Friday, July 24, 2009

Summer












To me Summer is the most important season of the four we get on the Wheel of the Year and this has been a bit of a wash out so far for real summer weather. Below average temps and lots of rain and heavy clouds. Some of the plants are affected and not doing as well as they should be and yet some others seem to moving way ahead of where they are normally this time of the year.
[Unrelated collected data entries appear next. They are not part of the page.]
use rand::Rng;
use ratatui::style::Color;

use crate::{
    color::{rgb, to_css},
    effects::{
        jitter, pick, random_angle, Effect, EffectKind, EffectRng, Intensity, SpawnContext,
    },
    engine::{Acquirer, Particle, ParticleData},
    error::Error,
    geometry::Point,
    surface::DrawingContext,
};

const PALETTE: [Color; 8] = [
    rgb(0xFF6B6B),
    rgb(0xFFD93D),
    rgb(0x6BCB77),
    rgb(0x4D96FF),
    rgb(0xFF6BD6),
    rgb(0x845EC2),
    rgb(0xFF9671),
    rgb(0x00C9A7),
];

const GRAVITY: f64 = 0.15;

/// Paper rectangles thrown upwards that flutter and flip while falling.
#[derive(Debug, Clone, Copy, Default)]
pub struct Confetti;

impl Effect for Confetti {
    fn kind(&self) -> EffectKind {
        EffectKind::Confetti
    }

    fn spawn(
        &self,
        origin: Point,
        intensity: Intensity,
        _context: Option<&SpawnContext>,
        rng: &mut EffectRng,
        acquirer: &mut Acquirer<'_>,
    ) {
        let count = intensity.scale_count(rng, 5.0, 8.0);
        for _ in 0..count {
            let Some(p) = acquirer.acquire() else {
                return;
            };
            let width = rng.random_range(3.0..7.0);
            let velocity = (jitter(rng, 5.0), -rng.random_range(3.0..7.0));
            p.launch(origin, velocity, rng.random_range(35..55));
            p.size = width;
            p.color = pick(rng, &PALETTE);
            p.rotation = random_angle(rng);
            p.rotation_speed = jitter(rng, 0.3);
            p.data = ParticleData::Confetti {
                width,
                height: width * rng.random_range(1.5..2.5),
                phase: random_angle(rng),
            };
        }
    }

    fn update(&self, p: &mut Particle, _rng: &mut EffectRng) {
        p.advance();
        p.vy += GRAVITY;
        p.vx *= 0.98;
        if let ParticleData::Confetti { phase, .. } = p.data {
            p.vx += (p.age as f64 * 0.1 + phase).sin() * 0.1;
        }
        p.rotation += p.rotation_speed;
        let progress = p.progress();
        p.alpha = 1.0 - progress * progress;
    }

    fn render(&self, ctx: &mut dyn DrawingContext, p: &Particle) -> Result<(), Error> {
        let ParticleData::Confetti {
            width,
            height,
            phase,
        } = p.data
        else {
            return Ok(());
        };
        // Fake a flip around the vertical axis by squashing the width.
        let flip = (p.age as f64 * 0.15 + phase).cos().abs();
        let width = width * flip;

        ctx.save();
        ctx.set_global_alpha(p.alpha);
        ctx.set_fill_color(&to_css(p.color));
        let result = ctx.translate(p.x, p.y).and_then(|_| ctx.rotate(p.rotation));
        if result.is_ok() {
            ctx.fill_rect(-width / 2.0, -height / 2.0, width, height);
        }
        ctx.restore();
        result
    }
}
This morning I found a huge grouping of mushrooms that sprang up overnight, as mushrooms


tend to do. But I find the sudden appearances of mushrooms like to be a portent of coming


Autumn... sigh, not already. So I turn to Patricia Monaghan's "Seasons of the Witch" to gain

a little inspiration about summer, because it certainly isn't happening outside my window lately.


Summer


Let us go out in the garden to understand. ( Ok, let me grab my umbrella)
Look, everything is full, fleshed out. A few months ago, plants stood small and separate in the brown earth. Now leaves press, rows crowd, into each other. Summer is a season that seems but a moment. Everything seems to happen at once. Everything seems on the verge: Peaches redden, corn tassels. Tomatoes fill the air with acidity, roses with heady spice. The sun is high and hot, the days long and ripe. {I'm not getting any of that here.... the sun is hidden, the tomatoes may just rot on the drenched floodded plants before they even ripen and roses.. well just forget it.}
This is the season of urgency. There is never enough time. Everything must be done now. This is the season of too muchness: too many blackberries, too much zucchini, too many tomatoes. It is a time of dense sensuality. The air is syrupy on humid nights as peaches poach on the stove and steaming glass jars wait. The air is cool on the porch where breezes sway the vines as a stately full moon rises. It is the season of gifts: potlucks and fairs, baskets of overripe fruit, extra produce brought to friends' homes.
Nature is in a splendor of excess. Even the gardener's villains are excessive: the starling flock taunting from the apricot tree, the myriad crawling pests, the slugs creeping through evening's col. The weather, too, is excessive. This is the time of violent winds that tear apart the harvest. Of sheeting rain that shreds and drowns. Of drought and failure: corn desiccated on the stalks, soil blowing in fierce grit winds.
Summer is bountiful. Summer is extreme. Earth is not kind nor gentle, save on those pale nights when even the sky holds still for a moment and, through the hush of a sleeping world, the heartbeat of time is heard.
So, too, for women, the summer of life. She is in her prime, full of energy. Life is endless, endlessly crowded. It draws her here, there, here, with new desires and demands. Every sunrise is an opportunity, every noon a driving compulsion, every sunset a dawn into night's possibilities. She is full and brash and busy. She takes and discards lovers; she produces children and art; she creates a self and a home. She is exhilarated by her power, exhausted by possibility. She says yes to everything, everything grows and burgeons from her energy, she is a forcefield of affirmation.
But this is also the time of losses so huge they seem to stretch to the horizon: parents gone, children in pain, the world convulsed with war. Tornadoes of feeling sweep through her, this woman in summer years. Sometimes she feels a vast hunger, an enormous yearning, as though her soul can never be sated. Sometimes she feels as though beauty is a thin membrane stretched over pain. In the midst of excess, she feels wrenching want, for there is never enough: enough time, enough tears, enough love.
Summer comes to women more than once. It opens, a wave of green energy, driving us to productiveness and passion. Summer can explode upon a woman at any time, whenever the force of life rages through her, whenever life's ache opens her eyes to the magic and beauty in each moment.
The magic of the summer rests in transformation: seed into fruit, embryo into child, idea into reality. Daily the magic occurs, so fast we fail to see it. But within this flux of transformation, there are moments of perfect stillness: a hawk pivots perfectly in a tight sky circle, a star glows a single second before falling. Inside those moments, power lives. Power that is beyond the normal magic of growth and death. In these moments, time can reverse itself, all forms may change, all directions flow into their opposite. This is the secret of witches and initiates: to recognize these moments and falling into the vast space behind them, becoming timeless and free. Go into the garden for understanding. Let power flow through you. Touch yourself. Touch each other. Transformation rests within you and among you. You are always transforming yourself. Just watch. Just watch.
She writes beautiful words doesn't she!!